__RECORDS FOR THIS EXERCISE__:
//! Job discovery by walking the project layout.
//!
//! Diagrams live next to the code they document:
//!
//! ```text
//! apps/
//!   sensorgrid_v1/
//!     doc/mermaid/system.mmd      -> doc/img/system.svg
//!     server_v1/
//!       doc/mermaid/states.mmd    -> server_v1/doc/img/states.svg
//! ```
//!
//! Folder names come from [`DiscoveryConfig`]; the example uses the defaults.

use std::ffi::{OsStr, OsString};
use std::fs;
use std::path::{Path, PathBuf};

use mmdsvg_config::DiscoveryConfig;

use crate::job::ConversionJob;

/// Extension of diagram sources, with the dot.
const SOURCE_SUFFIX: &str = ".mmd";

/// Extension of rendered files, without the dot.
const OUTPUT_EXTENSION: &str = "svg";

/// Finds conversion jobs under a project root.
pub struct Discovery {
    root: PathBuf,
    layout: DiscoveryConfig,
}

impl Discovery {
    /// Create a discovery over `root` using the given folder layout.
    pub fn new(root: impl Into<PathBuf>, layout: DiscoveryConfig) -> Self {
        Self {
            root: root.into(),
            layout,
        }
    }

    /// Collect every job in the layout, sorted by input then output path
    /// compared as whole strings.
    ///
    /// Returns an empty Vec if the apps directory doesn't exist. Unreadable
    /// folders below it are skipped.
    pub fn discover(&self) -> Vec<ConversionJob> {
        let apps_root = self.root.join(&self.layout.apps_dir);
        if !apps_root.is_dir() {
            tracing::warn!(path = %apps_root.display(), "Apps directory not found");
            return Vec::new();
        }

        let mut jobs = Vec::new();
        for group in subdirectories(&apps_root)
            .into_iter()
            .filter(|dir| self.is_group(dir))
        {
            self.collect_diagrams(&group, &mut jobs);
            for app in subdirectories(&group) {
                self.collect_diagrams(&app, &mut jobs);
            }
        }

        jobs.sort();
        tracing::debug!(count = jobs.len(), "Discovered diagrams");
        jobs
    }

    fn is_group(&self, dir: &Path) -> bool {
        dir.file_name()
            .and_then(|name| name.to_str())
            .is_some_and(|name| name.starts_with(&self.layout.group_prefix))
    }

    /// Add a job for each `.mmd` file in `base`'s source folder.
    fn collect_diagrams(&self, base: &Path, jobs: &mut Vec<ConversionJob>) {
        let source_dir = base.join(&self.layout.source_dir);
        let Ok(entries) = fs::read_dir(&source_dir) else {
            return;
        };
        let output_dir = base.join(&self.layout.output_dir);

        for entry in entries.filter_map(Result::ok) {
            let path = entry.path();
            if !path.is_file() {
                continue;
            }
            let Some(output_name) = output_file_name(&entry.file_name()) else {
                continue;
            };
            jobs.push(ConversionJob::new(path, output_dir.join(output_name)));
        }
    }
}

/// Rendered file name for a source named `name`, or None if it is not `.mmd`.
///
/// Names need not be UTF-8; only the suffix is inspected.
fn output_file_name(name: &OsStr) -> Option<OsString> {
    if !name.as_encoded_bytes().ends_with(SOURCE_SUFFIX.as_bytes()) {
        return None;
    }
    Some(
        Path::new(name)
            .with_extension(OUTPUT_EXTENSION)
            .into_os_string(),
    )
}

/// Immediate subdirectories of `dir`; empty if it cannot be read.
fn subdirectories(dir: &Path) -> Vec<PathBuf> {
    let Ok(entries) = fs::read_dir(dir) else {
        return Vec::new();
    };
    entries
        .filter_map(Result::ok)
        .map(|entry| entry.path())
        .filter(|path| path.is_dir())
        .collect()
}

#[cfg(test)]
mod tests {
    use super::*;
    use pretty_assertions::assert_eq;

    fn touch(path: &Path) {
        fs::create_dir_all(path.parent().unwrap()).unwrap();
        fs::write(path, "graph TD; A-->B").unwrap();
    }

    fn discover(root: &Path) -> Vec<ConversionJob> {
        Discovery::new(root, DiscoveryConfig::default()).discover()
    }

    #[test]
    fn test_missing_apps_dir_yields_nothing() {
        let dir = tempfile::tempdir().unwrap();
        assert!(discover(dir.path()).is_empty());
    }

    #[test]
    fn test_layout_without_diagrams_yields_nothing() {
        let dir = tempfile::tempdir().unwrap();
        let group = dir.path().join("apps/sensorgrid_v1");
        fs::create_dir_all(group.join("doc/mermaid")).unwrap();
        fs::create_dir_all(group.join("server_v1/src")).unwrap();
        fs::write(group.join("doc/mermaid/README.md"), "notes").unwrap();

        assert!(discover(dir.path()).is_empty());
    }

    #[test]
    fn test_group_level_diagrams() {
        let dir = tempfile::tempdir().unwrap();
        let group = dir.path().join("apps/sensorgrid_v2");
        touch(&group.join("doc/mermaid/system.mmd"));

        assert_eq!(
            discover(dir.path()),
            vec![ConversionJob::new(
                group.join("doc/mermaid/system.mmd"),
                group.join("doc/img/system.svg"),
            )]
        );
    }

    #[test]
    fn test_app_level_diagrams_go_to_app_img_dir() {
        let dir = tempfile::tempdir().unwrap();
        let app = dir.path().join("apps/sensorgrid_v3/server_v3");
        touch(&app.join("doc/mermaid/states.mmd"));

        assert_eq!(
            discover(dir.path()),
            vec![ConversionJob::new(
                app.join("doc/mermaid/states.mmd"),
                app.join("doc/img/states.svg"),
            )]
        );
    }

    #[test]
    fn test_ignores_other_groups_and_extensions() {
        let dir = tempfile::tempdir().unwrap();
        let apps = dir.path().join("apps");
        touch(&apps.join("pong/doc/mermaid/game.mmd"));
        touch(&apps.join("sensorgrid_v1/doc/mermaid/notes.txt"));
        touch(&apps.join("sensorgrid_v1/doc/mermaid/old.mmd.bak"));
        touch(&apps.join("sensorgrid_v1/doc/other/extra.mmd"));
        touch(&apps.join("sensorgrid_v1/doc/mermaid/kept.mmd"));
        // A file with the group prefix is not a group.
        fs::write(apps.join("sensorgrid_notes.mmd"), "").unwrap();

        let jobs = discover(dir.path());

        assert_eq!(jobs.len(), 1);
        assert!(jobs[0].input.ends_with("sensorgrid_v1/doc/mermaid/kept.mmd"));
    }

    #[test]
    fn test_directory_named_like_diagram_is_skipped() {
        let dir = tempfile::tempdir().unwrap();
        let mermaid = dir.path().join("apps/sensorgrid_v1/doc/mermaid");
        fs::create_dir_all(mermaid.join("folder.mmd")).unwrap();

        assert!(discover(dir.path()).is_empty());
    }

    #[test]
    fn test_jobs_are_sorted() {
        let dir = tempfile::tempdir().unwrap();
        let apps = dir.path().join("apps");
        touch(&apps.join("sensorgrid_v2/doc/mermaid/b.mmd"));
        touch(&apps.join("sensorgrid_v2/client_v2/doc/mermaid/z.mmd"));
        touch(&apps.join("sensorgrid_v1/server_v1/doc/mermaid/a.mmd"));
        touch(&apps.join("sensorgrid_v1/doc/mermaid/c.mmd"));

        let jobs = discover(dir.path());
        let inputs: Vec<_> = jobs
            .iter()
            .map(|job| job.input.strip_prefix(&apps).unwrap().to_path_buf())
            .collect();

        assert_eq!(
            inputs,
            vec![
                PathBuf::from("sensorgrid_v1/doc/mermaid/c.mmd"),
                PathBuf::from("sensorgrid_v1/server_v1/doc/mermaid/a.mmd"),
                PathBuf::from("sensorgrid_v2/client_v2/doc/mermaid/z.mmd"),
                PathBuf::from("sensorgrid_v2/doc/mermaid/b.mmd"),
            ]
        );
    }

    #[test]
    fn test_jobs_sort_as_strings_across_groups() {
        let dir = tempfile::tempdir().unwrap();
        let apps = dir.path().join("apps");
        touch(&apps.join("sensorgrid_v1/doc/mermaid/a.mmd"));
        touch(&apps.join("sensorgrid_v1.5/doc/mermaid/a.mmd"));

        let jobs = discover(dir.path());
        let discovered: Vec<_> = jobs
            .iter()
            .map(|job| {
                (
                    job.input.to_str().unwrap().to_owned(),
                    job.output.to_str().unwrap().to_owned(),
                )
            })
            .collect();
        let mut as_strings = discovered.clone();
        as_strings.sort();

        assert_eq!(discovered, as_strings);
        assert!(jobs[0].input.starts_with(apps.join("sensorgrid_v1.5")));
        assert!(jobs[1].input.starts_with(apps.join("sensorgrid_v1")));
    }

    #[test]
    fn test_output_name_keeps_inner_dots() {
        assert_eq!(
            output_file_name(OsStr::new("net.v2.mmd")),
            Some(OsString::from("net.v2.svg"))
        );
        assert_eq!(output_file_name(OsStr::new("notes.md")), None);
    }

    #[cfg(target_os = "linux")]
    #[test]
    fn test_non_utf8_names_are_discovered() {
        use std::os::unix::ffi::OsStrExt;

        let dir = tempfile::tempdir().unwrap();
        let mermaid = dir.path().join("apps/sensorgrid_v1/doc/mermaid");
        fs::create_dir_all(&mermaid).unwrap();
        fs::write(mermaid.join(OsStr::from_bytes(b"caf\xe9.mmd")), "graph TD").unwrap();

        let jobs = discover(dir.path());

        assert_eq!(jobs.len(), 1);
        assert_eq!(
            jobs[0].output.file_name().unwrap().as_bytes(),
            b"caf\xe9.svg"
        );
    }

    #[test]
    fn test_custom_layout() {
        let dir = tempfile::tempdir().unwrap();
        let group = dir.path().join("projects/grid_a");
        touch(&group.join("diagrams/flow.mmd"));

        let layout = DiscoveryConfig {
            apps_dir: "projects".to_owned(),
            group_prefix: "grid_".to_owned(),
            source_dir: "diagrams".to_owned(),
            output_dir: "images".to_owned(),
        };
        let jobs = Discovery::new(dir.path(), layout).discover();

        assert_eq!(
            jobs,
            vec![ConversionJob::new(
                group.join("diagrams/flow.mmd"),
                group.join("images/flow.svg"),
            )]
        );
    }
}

__WORK REQUIRED__:
Count how many lines of the listing include "impl". Nothing but the number is wanted.

__RESPONSE TO THIS TASK__:
2